We only had a few runs in some fairly poor weather before finding ourselves on the narrow Mattis red run – with its fair share of bumps and ice. Ella had started out afraid due to having missed skiing altogether last year and having recently dislocated a knee. However she soon recovered her confidence during our first few runs on easy pistes. Everyone was challenged by the difficulty of the Mattis run so it was a good idea to video this. Even if with some practice everyone would have skied better the advantage here is that the video captures the main weaknesses very clearly so that they can be identified for working on tomorrow. We are best to strengthen the skiing before considering venturing off-piste.

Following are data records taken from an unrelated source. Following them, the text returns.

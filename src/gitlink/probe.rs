// src/gitlink/probe.rs
// =============================================================================
// This module checks if a repository is alive by requesting its web page.
//
// Key functionality:
// - Makes exactly one HTTP GET per link, with a fixed timeout and no retry
// - Does NOT follow redirects: a moved repository answers 301, which must not
//   be mistaken for a live page
// - A link is alive only if the status is 200 AND the host marker is in the
//   body (see hosts.rs)
//
// Every failure (network error, non-200 status, missing marker) comes back as
// a ProbeFailure value. Nothing here returns early out of the batch.
//
// Rust concepts:
// - thiserror: derives Display and Error for our failure enum
// - #[from]: lets `?` turn a reqwest::Error into ProbeFailure::Transport
// =============================================================================

use reqwest::{Client, StatusCode};
use std::time::Duration;
use thiserror::Error;
use tracing::{debug, warn};

use super::hosts::marker_for;
use crate::config::USER_AGENT;

// Why a probe could not prove a repository alive.
//
// All three variants end up in the "unavailable" bucket. The distinction is
// only kept for the JSON report and the logs.
#[derive(Debug, Error)]
pub enum ProbeFailure {
    /// Timeout, DNS failure, refused or reset connection, unreadable body
    #[error("request failed: {0}")]
    Transport(#[from] reqwest::Error),

    /// Any status other than 200, redirects included
    #[error("HTTP {}", .0.as_u16())]
    HttpNonOk(StatusCode),

    /// 200, but the host's marker is not in the page
    #[error("marker {0:?} not found in page")]
    MarkerAbsent(&'static str),
}

// Holds one HTTP client shared by every probe (connection pooling).
//
// Client is reference counted internally, so cloning a LinkProber is cheap.
#[derive(Debug, Clone)]
pub struct LinkProber {
    client: Client,
}

impl LinkProber {
    pub fn new(timeout: Duration) -> anyhow::Result<Self> {
        let client = Client::builder()
            .timeout(timeout)
            .redirect(reqwest::redirect::Policy::none())
            .user_agent(USER_AGENT)
            .build()?;

        Ok(Self { client })
    }

    // Returns Ok(()) when the repository page is live.
    pub async fn probe(&self, url: &str) -> Result<(), ProbeFailure> {
        let result = self.fetch_and_match(url).await;

        match &result {
            Ok(()) => debug!(url, "repository alive"),
            Err(ProbeFailure::Transport(e)) => warn!(url, error = %e, "probe failed"),
            Err(reason) => debug!(url, %reason, "repository unavailable"),
        }

        result
    }

    async fn fetch_and_match(&self, url: &str) -> Result<(), ProbeFailure> {
        let response = self.client.get(url).send().await?;

        let status = response.status();
        if status != StatusCode::OK {
            return Err(ProbeFailure::HttpNonOk(status));
        }

        let body = response.text().await?;
        let marker = marker_for(url);
        if marker.found_in(&body) {
            Ok(())
        } else {
            Err(ProbeFailure::MarkerAbsent(marker.needle))
        }
    }
}
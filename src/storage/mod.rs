// src/storage/mod.rs
// =============================================================================
// This module audits a local mirror storage directory.
//
// Expected layout:
//   <base>/github.com/<owner>/<repo>
//   <base>/gitlab.com/...
//
// Anything at the root without a dot in its name is not a host directory and
// should go. Under github.com, "<repo>.git" directories should be renamed to
// "<repo>", or removed when "<repo>" already exists.
//
// Nothing here changes the filesystem. snapshot.rs reads the directory once,
// and plan.rs turns that snapshot into shell commands for a human to review.
// =============================================================================

mod plan;
mod snapshot;

pub use plan::{plan, render};
pub use snapshot::StorageSnapshot;
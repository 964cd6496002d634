// src/logging.rs
// =============================================================================
// Sets up structured logging with `tracing`.
//
// Log lines go to stderr. stdout is reserved for things other programs read:
// the JSON report and the shell commands printed by clean-storage.
//
// The level defaults to `info` and can be changed with RUST_LOG, e.g.
//   RUST_LOG=gitlink_audit=debug gitlink-audit check
// =============================================================================

use tracing_subscriber::EnvFilter;

pub fn init_logging() {
    let env_filter = EnvFilter::try_from_default_env().unwrap_or_else(|_| EnvFilter::new("info"));

    tracing_subscriber::fmt()
        .with_env_filter(env_filter)
        .with_writer(std::io::stderr)
        .with_target(false)
        .init();
}
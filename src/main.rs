// src/main.rs
// =============================================================================
// This is the entry point of our CLI application.
//
// What happens here:
// 1. Parse command-line arguments using clap
// 2. Set up logging
// 3. Dispatch to the appropriate subcommand handler
// 4. Exit with proper code (0 = all links alive, 1 = dead links, 2 = error)
// =============================================================================

mod cli;
mod config;
mod gitlink;
mod logging;
mod storage;

use anyhow::Result;
use clap::Parser;
use serde::Serialize;
use tracing::info;

use cli::{Cli, Commands};
use config::CheckConfig;
use gitlink::{Buckets, LinkProber, LinkReport, Verdict};
use storage::StorageSnapshot;

#[tokio::main]
async fn main() {
    let cli = Cli::parse();
    logging::init_logging();

    let exit_code = match run(cli).await {
        Ok(code) => code,
        Err(e) => {
            // {:#} prints the whole context chain on one line
            eprintln!("Error: {:#}", e);
            2
        }
    };

    std::process::exit(exit_code);
}

async fn run(cli: Cli) -> Result<i32> {
    match cli.command {
        Commands::Check { input, out_dir, timeout, json } => {
            handle_check(CheckConfig::new(input, out_dir, timeout, json)).await
        }
        Commands::CleanStorage { dir } => handle_clean_storage(&dir),
    }
}

// Handles the 'check' subcommand
async fn handle_check(config: CheckConfig) -> Result<i32> {
    let links = gitlink::read_links(&config.input)?;
    info!(count = links.len(), input = %config.input.display(), "loaded links");

    let prober = LinkProber::new(config.timeout)?;
    let reports = gitlink::classify_all(&prober, links).await;
    let buckets = Buckets::from_reports(&reports);

    gitlink::write_buckets(&config, &buckets)?;
    print_results(&reports, &buckets, config.json)?;

    if buckets.has_failures() {
        Ok(1)
    } else {
        Ok(0)
    }
}

// Handles the 'clean-storage' subcommand. Only prints, never executes.
fn handle_clean_storage(dir: &std::path::Path) -> Result<i32> {
    let snapshot = StorageSnapshot::capture(dir)?;
    let plan = storage::plan(&snapshot);
    print!("{}", storage::render(&plan));
    Ok(0)
}

#[derive(Serialize)]
struct Summary {
    invalid: usize,
    unavailable: usize,
    alive: usize,
    ssh_or_svn: usize,
    total: usize,
}

impl Summary {
    fn new(buckets: &Buckets) -> Self {
        Self {
            invalid: buckets.invalid.len(),
            unavailable: buckets.unavailable.len(),
            alive: buckets.alive.len(),
            ssh_or_svn: buckets.ssh.len(),
            total: buckets.invalid.len()
                + buckets.unavailable.len()
                + buckets.alive.len()
                + buckets.ssh.len(),
        }
    }
}

#[derive(Serialize)]
struct JsonOutput<'a> {
    links: &'a [LinkReport],
    summary: Summary,
}

// Prints the results either as a table or JSON
fn print_results(reports: &[LinkReport], buckets: &Buckets, json: bool) -> Result<()> {
    if json {
        let output = JsonOutput {
            links: reports,
            summary: Summary::new(buckets),
        };
        println!("{}", serde_json::to_string_pretty(&output)?);
    } else {
        print_table(reports, buckets);
    }
    Ok(())
}

fn print_table(reports: &[LinkReport], buckets: &Buckets) {
    // Only the links that need attention get a row
    let failures: Vec<&LinkReport> = reports.iter().filter(|r| !r.is_ok()).collect();

    if !failures.is_empty() {
        println!("{:<60} {:<15} {:<30}", "URL", "STATUS", "REASON");
        println!("{}", "=".repeat(105));

        for report in failures {
            let url_display = if report.url.chars().count() > 57 {
                format!("{}...", report.url.chars().take(57).collect::<String>())
            } else {
                report.url.clone()
            };
            let reason = report.reason.as_deref().unwrap_or("");
            println!("{:<60} {:<15} {:<30}", url_display, format_verdict(report.verdict), reason);
        }
        println!();
    }

    let summary = Summary::new(buckets);
    println!("📊 Summary:");
    println!("   ✅ Alive: {}", summary.alive);
    println!("   🔑 git/svn (not probed): {}", summary.ssh_or_svn);
    println!("   ❌ Unavailable: {}", summary.unavailable);
    println!("   ⚠️  Invalid: {}", summary.invalid);
    println!("   📋 Total: {}", summary.total);
}

fn format_verdict(verdict: Verdict) -> &'static str {
    match verdict {
        Verdict::Alive => "✅ ALIVE",
        Verdict::SshOrSvn => "🔑 GIT/SVN",
        Verdict::Unavailable => "❌ UNAVAILABLE",
        Verdict::Invalid => "⚠️  INVALID",
    }
}
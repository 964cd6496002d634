// src/gitlink/validate.rs
// =============================================================================
// Syntactic checks that run before any network request.
//
// A link to a file inside a repository ("/blob/", "/master/"), a link with a
// fragment, or a link with whitespace in it is not a repository root, so it
// is rejected without being probed.
// =============================================================================

const REJECTED_FRAGMENTS: [&str; 5] = [" ", "\n", "#", "/blob/", "/master/"];

// Schemes that are not served over HTTP. These are trusted without a probe.
const PROTOCOL_ONLY_SCHEMES: [&str; 2] = ["git://", "svn://"];

pub fn is_url_valid(url: &str) -> bool {
    !REJECTED_FRAGMENTS.iter().any(|fragment| url.contains(fragment))
}

pub fn is_protocol_only(url: &str) -> bool {
    PROTOCOL_ONLY_SCHEMES.iter().any(|scheme| url.contains(scheme))
}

There are a lot of positives in the skiing - like good dynamics for instance – but here I’m focusing on the issues that need to be fixed ASAP!
Hip Rotation Stemming
Stemming / Weight back
Stemming / Weight back / Skis crossed
The common denominator here is the tendency to always try to get the turning ski on its inside edge from the start of the turn – as in a snowplough, stem turn or flowing parallel turn. This doesn’t work well for pivoted turns in bumpy and steep terrain – hence the problems encountered here. For Luke this translates into accelerations which leave him in the back of the ski boots – for Leonie it causes strong hip rotation and big defensive stems and for Ella it causes a loss of control over speed and line.
We need to work on clarifying the necessary skills to overcome those issues – and we will get into that properly tomorrow. Meanwhile the two hours today was used constructively to get Ella her confidence back and to return everyone back to full skiing mode.
To encourage pivoting and to stop everyone trying to systematically feel for the inside edge of the ski at the start of the turn we did one exercise only on pivoting. Standing on the uphill edge of the uphill ski (poles for support) I asked everyone to allow the foot to roll onto its downhill edge inside the boot – separating the edge of the foot from the edge of the ski. This is what allows the ski to be pulled inwards into the new turn – instead of pushed outwards in a stem. The separation of the foot edge and ski edge is critical – but only one component so tomorrow we will work on other supporting aspects of the pivot and how to change perception of the entire process in a way which easy to focus on and repeat.